There are many complex factors affecting mesothelioma and life expectancy, making an accurate prognosis a somewhat complicated endeavor. Understanding what mesothelioma is and how it affects the body is important in order to understand what to expect after receiving a medical diagnosis of malignant mesothelioma.
Mesothelioma is a rare and severe type of cancer that develops after a toxic carcinogen called asbestos enters the body through either ingestion or inhalation. There are two most common types of mesothelioma connected with asbestos: peritoneal and pleural mesothelioma. The former affects the lining of the abdominal cavity, and the latter affects the lining of the lungs. Both types of the disease are generally considered terminal, but mesothelioma and life expectancy may be affected by a number of contingencies.
Early Detection is Key
The most important factor in a mesothelioma case is when the disease was diagnosed—more specifically, how far advanced it is by the time doctors catch it. Mesothelioma is very often difficult to detect, a fact attributable to its ambiguous and seemingly benign early symptoms. Mesothelioma and life expectancy are directly linked with those first cues to seek medical consultation.
Once the disease has been diagnosed, treatment can begin. Almost without exception, treatment that is begun early has better results than treatment that is begun in the more advanced stages.
Lifestyle Choices Matter
Both the initial prognosis and continuing outlook of mesothelioma is affected by the overall health of the patient. Health is affected by a number of lifestyle choices, including nutrition. Once diagnosed, it is of vital importance that patients keep their weight up. Nutrition should be tailored to maintain weight through healthy eating.

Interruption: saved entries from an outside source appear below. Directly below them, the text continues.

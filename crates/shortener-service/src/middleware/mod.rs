//! Standard request pipeline stages.
//!
//! # Components
//!
//! - `logger` - `request started` / `request completed` events
//! - `errors` - renders failures as JSON documents
//! - `metrics` - request, error and panic counters
//! - `panics` - turns a handler panic into `WebError::PanicRecovered`
//! - `auth` - route middleware: authenticate the bearer token, evaluate a rule

pub mod auth;
pub mod errors;
pub mod logger;
pub mod metrics;
pub mod panics;

pub use auth::{authenticate, authorize};
pub use errors::errors;
pub use logger::logger;
pub use metrics::metrics;
pub use panics::panics;

use crate::observability::Metrics;
use crate::web::Middleware;
use std::sync::Arc;

/// The application middleware every route gets, first element outermost.
pub fn standard(metrics_service: Arc<Metrics>) -> Vec<Middleware> {
    vec![logger(), errors(), metrics(metrics_service), panics()]
}
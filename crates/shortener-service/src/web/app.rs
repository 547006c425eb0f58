//! Mounting handlers onto an axum [`Router`].

use crate::errors::GENERIC_ERROR_MESSAGE;
use crate::web::shutdown::ShutdownSignal;
use crate::web::{wrap_middleware, Handler, Middleware, RequestScope};
use axum::extract::Request;
use axum::http::{header, StatusCode};
use axum::response::{IntoResponse, Response};
use axum::routing::{on, MethodFilter};
use axum::Router;
use std::sync::Arc;

/// Router builder that applies route and application middleware to every
/// handler it mounts.
pub struct App {
    router: Router,
    shutdown: ShutdownSignal,
    middleware: Vec<Middleware>,
}

impl App {
    /// `middleware` wraps every handler mounted with [`App::handle`], first
    /// element outermost.
    pub fn new(shutdown: ShutdownSignal, middleware: Vec<Middleware>) -> Self {
        Self {
            router: Router::new(),
            shutdown,
            middleware,
        }
    }

    /// Mount `handler` at `/{group}{path}`.
    ///
    /// Route middleware is applied first (innermost), then the application
    /// middleware around it.
    #[must_use]
    pub fn handle(
        self,
        method: MethodFilter,
        group: &str,
        path: &str,
        handler: Handler,
        route_middleware: &[Middleware],
    ) -> Self {
        let handler = wrap_middleware(handler, route_middleware);
        let handler = wrap_middleware(handler, &self.middleware);
        self.mount(method, group, path, handler)
    }

    /// Mount `handler` with no middleware at all.
    #[must_use]
    pub fn handle_no_middleware(
        self,
        method: MethodFilter,
        group: &str,
        path: &str,
        handler: Handler,
    ) -> Self {
        self.mount(method, group, path, handler)
    }

    pub fn into_router(self) -> Router {
        self.router
    }

    fn mount(mut self, method: MethodFilter, group: &str, path: &str, handler: Handler) -> Self {
        let route = if group.is_empty() {
            path.to_string()
        } else {
            format!("/{group}{path}")
        };

        let shutdown = self.shutdown.clone();
        self.router = self.router.route(
            &route,
            on(method, move |req: Request| {
                let handler = Arc::clone(&handler);
                let shutdown = shutdown.clone();
                async move { serve(handler, shutdown, req).await }
            }),
        );

        tracing::debug!(target: "shortener.web", route = %route, "Route mounted");
        self
    }
}

/// Run one request through a composed handler and produce the HTTP response.
async fn serve(handler: Handler, shutdown: ShutdownSignal, req: Request) -> Response {
    let scope = Arc::new(RequestScope::new());
    let result = handler(Arc::clone(&scope), req).await;

    if let Err(err) = &result {
        tracing::error!(
            target: "shortener.web",
            trace_id = %scope.trace_id(),
            error = %err,
            "Error escaped the request pipeline"
        );
        shutdown.report(err);
    }

    match scope.take_response() {
        Some(response) => response,
        None if result.is_ok() => StatusCode::OK.into_response(),
        None => generic_error_response(),
    }
}

fn generic_error_response() -> Response {
    (
        StatusCode::INTERNAL_SERVER_ERROR,
        [(header::CONTENT_TYPE, "application/json")],
        serde_json::json!({ "error": GENERIC_ERROR_MESSAGE }).to_string(),
    )
        .into_response()
}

Both pre- and post-diagnosis, smoking can also be a major influence on the development of mesothelioma. It is important to note that cigarette smoke is not attributed as a cause of mesothelioma. It does, however, have a bearing on mesothelioma and life expectancy; exposure to both cigarette smoke and asbestos together also increases the likelihood that lung cancers will develop.
Of course, for anyone living with mesothelioma, living as healthfully as possible is perhaps the best action for improving quality of life.

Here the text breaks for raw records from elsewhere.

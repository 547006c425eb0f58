//! Key and token tooling.
//!
//! Ensures `<AUTH_KEYS_FOLDER>/<AUTH_ACTIVE_KID>.pem` exists (generating a
//! 2048-bit RSA key when it does not), issues a one-year `ADMIN` token for
//! subject `1234`, verifies it, and prints both the token and its claims.

use anyhow::{Context, Result};
use rand::rngs::OsRng;
use rsa::pkcs1::{EncodeRsaPrivateKey, LineEnding};
use rsa::RsaPrivateKey;
use shortener_service::auth::{AllowAllPrincipals, AuthSession, Claims, KeyStore, Role};
use shortener_service::config::Config;
use shortener_service::observability;
use std::fs::OpenOptions;
use std::io::Write;
#[cfg(unix)]
use std::os::unix::fs::OpenOptionsExt;
use std::path::Path;
use std::sync::Arc;
use std::time::Duration;

/// Key size used when the active key is missing.
const KEY_BITS: usize = 2048;

/// Lifetime of the issued token.
const TOKEN_TTL: Duration = Duration::from_secs(8760 * 60 * 60);

/// Subject of the issued token.
const TOKEN_SUBJECT: &str = "1234";

#[tokio::main]
async fn main() -> Result<()> {
    observability::init_tracing();

    let config = Config::from_env().context("loading configuration")?;

    let key_path = config.keys_folder.join(format!("{}.pem", config.active_kid));
    ensure_key(&key_path)?;

    let store = KeyStore::from_dir(&config.keys_folder)
        .with_context(|| format!("loading keys from {}", config.keys_folder.display()))?;

    let session = AuthSession::new(
        config.issuer.clone(),
        Arc::new(store),
        Arc::new(AllowAllPrincipals),
    )
    .with_clock_skew(config.jwt_clock_skew)
    .with_resolve_timeout(config.key_resolve_timeout);

    let claims = Claims::issued_now(
        TOKEN_SUBJECT,
        config.issuer.clone(),
        TOKEN_TTL,
        [Role::Admin.as_str()],
    );
    let token = session
        .issue(&config.active_kid, &claims)
        .await
        .context("signing token")?;

    println!("*******************");
    println!("{token}");
    println!("*******************");

    let verified = session
        .authenticate(&format!("Bearer {token}"))
        .await
        .context("verifying token")?;

    println!("SIGNATURE VALIDATED");
    println!("{}", serde_json::to_string_pretty(&verified)?);
    println!("*******************");

    Ok(())
}

/// Generate and write a PKCS#1 private key at `path` unless one exists.
fn ensure_key(path: &Path) -> Result<()> {
    if path.exists() {
        return Ok(());
    }

    if let Some(dir) = path.parent() {
        std::fs::create_dir_all(dir)
            .with_context(|| format!("creating keys directory {}", dir.display()))?;
    }

    tracing::info!(path = %path.display(), "Generating private key");
    let key = RsaPrivateKey::new(&mut OsRng, KEY_BITS).context("generating RSA key")?;
    let pem = key
        .to_pkcs1_pem(LineEnding::LF)
        .context("encoding private key")?;

    write_private_key(path, pem.as_bytes())
        .with_context(|| format!("writing private key to {}", path.display()))?;

    Ok(())
}

/// Create `path` readable by the owner only and write `pem` into it.
fn write_private_key(path: &Path, pem: &[u8]) -> std::io::Result<()> {
    let mut options = OpenOptions::new();
    options.write(true).create_new(true);
    #[cfg(unix)]
    options.mode(0o600);

    options.open(path)?.write_all(pem)
}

Treatment Options and Success Rates are Limited
It is important to know that mesothelioma is considered a particularly harsh type of cancer and that treatment is designed to prolong life, not to cure the disease. Chemotherapy, radiation and surgery are all traditional treatment options.
Many patients also explore alternative treatments—examples include acupuncture and relaxation training. While none of these non-traditional methods have been proven to eliminate the disease, they have shown some effectiveness in controlling it.
While most cases receive less-than-favorable long-term survival odds, there have been exceptions to the common medical thinking about mesothelioma and life expectancy. Notable survivors have lived with the disease for several years. Additionally, new research is ongoing, and treatment advances are occurring all the time. As medical science develops, the future of how mesothelioma is treated could change in coming years.